Why can't they just use a newer kernel version (i.e. 6.12)? Surely they
would be able to justify moving to a newer kernel for performance
reasons, why enable them to stay on an older one, just delaying the
inevitable upgrade they will have to do anyway in a year or so?
thanks,
greg k-h
^ permalink raw reply [flat|nested] 13+ messages in thread
* Re: [PATCH 6.6 0/3] arm64: Speed up boot with faster linear map creation
2026-02-17 13:50 ` [PATCH 6.6 0/3] arm64: Speed up boot with faster linear map creation Greg KH
@ 2026-02-17 13:58 ` Ryan Roberts
2026-02-17 14:10 ` Greg KH
0 siblings, 1 reply; 13+ messages in thread
From: Ryan Roberts @ 2026-02-17 13:58 UTC (permalink / raw)
To: Greg KH
Cc: stable, catalin.marinas, will, linux-arm-kernel, linux-kernel,
Jack Aboutboul, Sharath George John, Noah Meyerhans, Jim Perrin
On 17/02/2026 13:50, Greg KH wrote:
> On Tue, Feb 17, 2026 at 01:34:05PM +0000, Ryan Roberts wrote:
>> Hi All,
>>
>> This series is a backport that applies to stable kernel 6.6 (base v6.6.126), for
>> some speed ups to enable significantly faster booting on systems with a lot of
>> memory. The patches were originally posted at:
>>
>> https://lore.kernel.org/linux-arm-kernel/20240412131908.433043-1-ryan.roberts@arm.com/
>>
>> ... and were originally merged upstream in v6.10-rc1.
>>
>> I'm requesting this be merged to stable on behalf of a partner who wants to get
>> the benefit of this series in Debian 12.
>
> Why can't they just use a newer kernel version (i.e. 6.12)? Surely they
> would be able to justify moving to a newer kernel for performance
> reasons, why enable them to stay on an older one, just delaying the
> inevitable upgrade they will have to do anyway in a year or so?
I can't answer this presicely, but I did ask and push for that approach. As I
understand it, they are stuck with Debian 12, which is stuck with kernel 6.1.

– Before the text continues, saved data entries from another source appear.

//! # Workspace Module
//!
//! High-level operations over one incubation program.
//!
//! ## Storage Backends
//!
//! A workspace runs on one of two storage backends:
//! - `InMemory`: Uses [`MemoryStore`] (fast, volatile unless exported)
//! - `Persistent`: Uses [`RedbStore`] for disk-backed ACID storage
//!
//! Program rules live in [`ledger`](crate::ledger), [`review`](crate::review),
//! [`gate`](crate::gate) and [`progress`](crate::progress); the workspace
//! wires them to the store and adds team roster checks.

use crate::catalog::{Catalog, ProgramDefinition};
use crate::formats::{snapshot_checksum, snapshot_from_bytes, snapshot_to_bytes};
use crate::gate::{AccessMap, Gate};
use crate::ledger::{self, SaveRequest};
use crate::primitives::{MAX_EMAIL_LENGTH, MAX_NAME_LENGTH, MAX_TEAM_MEMBERS, require_text};
use crate::progress::ProgramProgress;
use crate::review::{self, QueueEntry, ReviewRequest};
use crate::storage::RedbStore;
use crate::store::IncubatorStore;
use crate::{
    ExerciseId, IncubatorError, Member, MemberRole, MemoryStore, Review, Submission,
    SubmissionId, Team, TeamId, TeamStatus, Timestamp,
};
use std::path::Path;

/// Storage backend for a Workspace.
#[derive(Debug)]
enum StorageBackend {
    /// In-memory store (fast, volatile).
    InMemory(MemoryStore),
    /// Disk-backed store using redb (ACID, persistent).
    Persistent(RedbStore),
}

impl Default for StorageBackend {
    fn default() -> Self {
        Self::InMemory(MemoryStore::new())
    }
}

/// One incubation program and its teams.
///
/// Does NOT implement Clone: a redb handle cannot be duplicated.
#[derive(Debug, Default)]
pub struct Workspace {
    backend: StorageBackend,
}

impl Workspace {
    /// Create an empty in-memory workspace.
    #[must_use]
    pub fn new() -> Self {
        Self::default()
    }

    /// Open or create a redb database at the given path.
    pub fn with_redb(path: impl AsRef<Path>) -> Result<Self, IncubatorError> {
        Ok(Self {
            backend: StorageBackend::Persistent(RedbStore::open(path)?),
        })
    }

    #[must_use]
    pub fn is_persistent(&self) -> bool {
        matches!(self.backend, StorageBackend::Persistent(_))
    }

    fn store(&self) -> &dyn IncubatorStore {
        match &self.backend {
            StorageBackend::InMemory(store) => store,
            StorageBackend::Persistent(store) => store,
        }
    }

    fn store_mut(&mut self) -> &mut dyn IncubatorStore {
        match &mut self.backend {
            StorageBackend::InMemory(store) => store,
            StorageBackend::Persistent(store) => store,
        }
    }

    // =========================================================================
    // CATALOG
    // =========================================================================

    /// Load or reload the program layout.
    ///
    /// Phases and exercises are matched by number, so their ids survive a
    /// reload. Exercises missing from `definition` are deactivated; their
    /// submissions are kept.
    pub fn load_program(
        &mut self,
        definition: &ProgramDefinition,
    ) -> Result<Catalog, IncubatorError> {
        definition.validate()?;
        self.store_mut().apply_program(definition)?;
        self.catalog()
    }

    /// The program as currently stored.
    pub fn catalog(&self) -> Result<Catalog, IncubatorError> {
        let store = self.store();
        Ok(Catalog::from_parts(
            store.program()?.unwrap_or_default(),
            store.phases()?,
            store.exercises()?,
        ))
    }

    fn gate(catalog: &Catalog) -> Gate {
        Gate::new(catalog.program().exercise_order)
    }

    // =========================================================================
    // TEAMS
    // =========================================================================

    /// Register a new active team. Names are unique, ignoring case.
    pub fn register_team(&mut self, name: &str, now: Timestamp) -> Result<Team, IncubatorError> {
        let name = name.trim();
        require_text("team name", name, MAX_NAME_LENGTH)?;

        let wanted = name.to_lowercase();
        if self
            .store()
            .teams()?
            .iter()
            .any(|t| t.name.to_lowercase() == wanted)
        {
            return Err(IncubatorError::DuplicateTeam(name.to_string()));
        }
        self.store_mut().insert_team(name, now)
    }

    pub fn team(&self, id: TeamId) -> Result<Team, IncubatorError> {
        self.store()
            .team(id)?
            .ok_or(IncubatorError::TeamNotFound(id))
    }

    pub fn teams(&self) -> Result<Vec<Team>, IncubatorError> {
        self.store().teams()
    }

    /// Add someone to a team roster.
    ///
    /// A team has at most one leader and [`MAX_TEAM_MEMBERS`] members.
    pub fn add_member(
        &mut self,
        team: TeamId,
        name: &str,
        email: &str,
        role: MemberRole,
    ) -> Result<Member, IncubatorError> {
        let name = name.trim();
        let email = email.trim();
        require_text("member name", name, MAX_NAME_LENGTH)?;
        validate_email(email)?;

        let team = self.team(team)?;
        if team.status != TeamStatus::Active {
            return Err(IncubatorError::TeamInactive(team.id));
        }

        let roster = self.store().members(team.id)?;
        if roster.len() >= MAX_TEAM_MEMBERS {
            return Err(IncubatorError::InvalidInput(format!(
                "team already has {} members",
                MAX_TEAM_MEMBERS
            )));
        }
        if role == MemberRole::Leader && roster.iter().any(|m| m.role == MemberRole::Leader) {
            return Err(IncubatorError::LeaderExists(team.id));
        }
        if roster.iter().any(|m| m.email.eq_ignore_ascii_case(email)) {
            return Err(IncubatorError::InvalidInput(format!(
                "{} is already on this team",
                email
            )));
        }

        self.store_mut().add_member(team.id, name, email, role)
    }

    pub fn members(&self, team: TeamId) -> Result<Vec<Member>, IncubatorError> {
        self.team(team)?;
        self.store().members(team)
    }

    /// Change a team's status.
    ///
    /// Graduation requires a complete program. Graduated is final.
    pub fn set_team_status(
        &mut self,
        team: TeamId,
        status: TeamStatus,
    ) -> Result<Team, IncubatorError> {
        let current = self.team(team)?;
        if current.status == status {
            return Ok(current);
        }
        if current.status == TeamStatus::Graduated {
            return Err(IncubatorError::InvalidInput(
                "graduated teams cannot change status".to_string(),
            ));
        }
        if status == TeamStatus::Graduated {
            self.progress(team)?.ensure_complete()?;
        }
        self.store_mut().set_team_status(team, status)
    }

    // =========================================================================
    // SUBMISSIONS & REVIEWS
    // =========================================================================

    /// Save a new version of a team's answer.
    pub fn save_submission(
        &mut self,
        request: SaveRequest,
        now: Timestamp,
    ) -> Result<Submission, IncubatorError> {
        let catalog = self.catalog()?;
        ledger::save(self.store_mut(), &catalog, request, now)
    }

    /// Approve or send back the current version of an exercise.
    pub fn review_submission(
        &mut self,
        request: ReviewRequest,
        now: Timestamp,
    ) -> Result<Submission, IncubatorError> {
        review::review(self.store_mut(), request, now)
    }

    pub fn submission(&self, id: SubmissionId) -> Result<Submission, IncubatorError> {
        self.store()
            .submission(id)?
            .ok_or(IncubatorError::SubmissionNotFound(id))
    }

    /// Every version of one exercise, oldest first.
    pub fn history(
        &self,
        team: TeamId,
        exercise: ExerciseId,
    ) -> Result<Vec<Submission>, IncubatorError> {
        self.team(team)?;
        if self.catalog()?.exercise(exercise).is_none() {
            return Err(IncubatorError::ExerciseNotFound(exercise));
        }
        self.store().history(team, exercise)
    }

    pub fn reviews(&self, submission: SubmissionId) -> Result<Vec<Review>, IncubatorError> {
        self.submission(submission)?;
        self.store().reviews(submission)
    }

    /// Submissions waiting for a reviewer, oldest first.
    pub fn review_queue(&self) -> Result<Vec<QueueEntry>, IncubatorError> {
        let catalog = self.catalog()?;
        review::pending(self.store(), &catalog)
    }

    // =========================================================================
    // GATE & PROGRESS
    // =========================================================================

    /// Which phases and exercises the team may open.
    pub fn access(&self, team: TeamId) -> Result<AccessMap, IncubatorError> {
        self.team(team)?;
        let catalog = self.catalog()?;
        let currents = self.store().currents(team)?;
        Ok(Self::gate(&catalog).evaluate(&catalog, &currents))
    }

    /// Completion figures, recomputed on every call.
    pub fn progress(&self, team: TeamId) -> Result<ProgramProgress, IncubatorError> {
        let access = self.access(team)?;
        Ok(ProgramProgress::from_access(team, &access))
    }

    // =========================================================================
    // EXPORT / IMPORT
    // =========================================================================

    /// Export every row as snapshot bytes.
    pub fn export_snapshot(&self) -> Result<Vec<u8>, IncubatorError> {
        snapshot_to_bytes(&self.store().snapshot()?)
    }

    /// Deterministic checksum of the current contents.
    pub fn checksum(&self) -> Result<u64, IncubatorError> {
        snapshot_checksum(&self.store().snapshot()?)
    }

    /// BLAKE3 digest of the current contents.
    #[cfg(feature = "crypto-hash")]
    pub fn crypto_hash(&self) -> Result<String, IncubatorError> {
        crate::formats::snapshot_crypto_hash(&self.store().snapshot()?)
    }

    /// Import snapshot bytes into this workspace, which must be empty.
    pub fn import_snapshot(&mut self, bytes: &[u8]) -> Result<(), IncubatorError> {
        let snapshot = snapshot_from_bytes(bytes)?;
        self.store_mut().restore(&snapshot)
    }
}

/// Minimal address shape check: one `@`, non-empty local part, a dot in the
/// domain, no whitespace.
fn validate_email(email: &str) -> Result<(), IncubatorError> {
    require_text("email", email, MAX_EMAIL_LENGTH)?;
    let invalid = || IncubatorError::InvalidInput(format!("invalid email address '{}'", email));

    if email.chars().any(char::is_whitespace) {
        return Err(invalid());
    }
    let (local, domain) = email.split_once('@').ok_or_else(invalid)?;
    if local.is_empty() || domain.contains('@') {
        return Err(invalid());
    }
    let dot_inside = domain
        .find('.')
        .is_some_and(|i| i > 0 && i + 1 < domain.len());
    if !dot_inside || domain.ends_with('.') {
        return Err(invalid());
    }
    Ok(())
}

// =============================================================================
// TESTS
// =============================================================================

The Debian maintainer apparently requested that these go through stable in order
to get them into Debian 12.
Thanks,
Ryan
>
> thanks,
>
> greg k-h
^ permalink raw reply [flat|nested] 13+ messages in thread
* Re: [PATCH 6.6 0/3] arm64: Speed up boot with faster linear map creation
2026-02-17 13:58 ` Ryan Roberts
@ 2026-02-17 14:10 ` Greg KH
2026-02-17 14:21 ` Ryan Roberts
0 siblings, 1 reply; 13+ messages in thread
From: Greg KH @ 2026-02-17 14:10 UTC (permalink / raw)
To: Ryan Roberts
Cc: stable, catalin.marinas, will, linux-arm-kernel, linux-kernel,
Jack Aboutboul, Sharath George John, Noah Meyerhans, Jim Perrin
On Tue, Feb 17, 2026 at 01:58:36PM +0000, Ryan Roberts wrote:
> On 17/02/2026 13:50, Greg KH wrote:
> > On Tue, Feb 17, 2026 at 01:34:05PM +0000, Ryan Roberts wrote:
> >> Hi All,
> >>
> >> This series is a backport that applies to stable kernel 6.6 (base v6.6.126), for
> >> some speed ups to enable significantly faster booting on systems with a lot of
> >> memory. The patches were originally posted at:
> >>
> >> https://lore.kernel.org/linux-arm-kernel/20240412131908.433043-1-ryan.roberts@arm.com/
> >>
> >> ... and were originally merged upstream in v6.10-rc1.
> >>
> >> I'm requesting this be merged to stable on behalf of a partner who wants to get
> >> the benefit of this series in Debian 12.
> >
> > Why can't they just use a newer kernel version (i.e. 6.12)? Surely they
> > would be able to justify moving to a newer kernel for performance
> > reasons, why enable them to stay on an older one, just delaying the
> > inevitable upgrade they will have to do anyway in a year or so?
>
> I can't answer this presicely, but I did ask and push for that approach. As I
> understand it, they are stuck with Debian 12, which is stuck with kernel 6.1.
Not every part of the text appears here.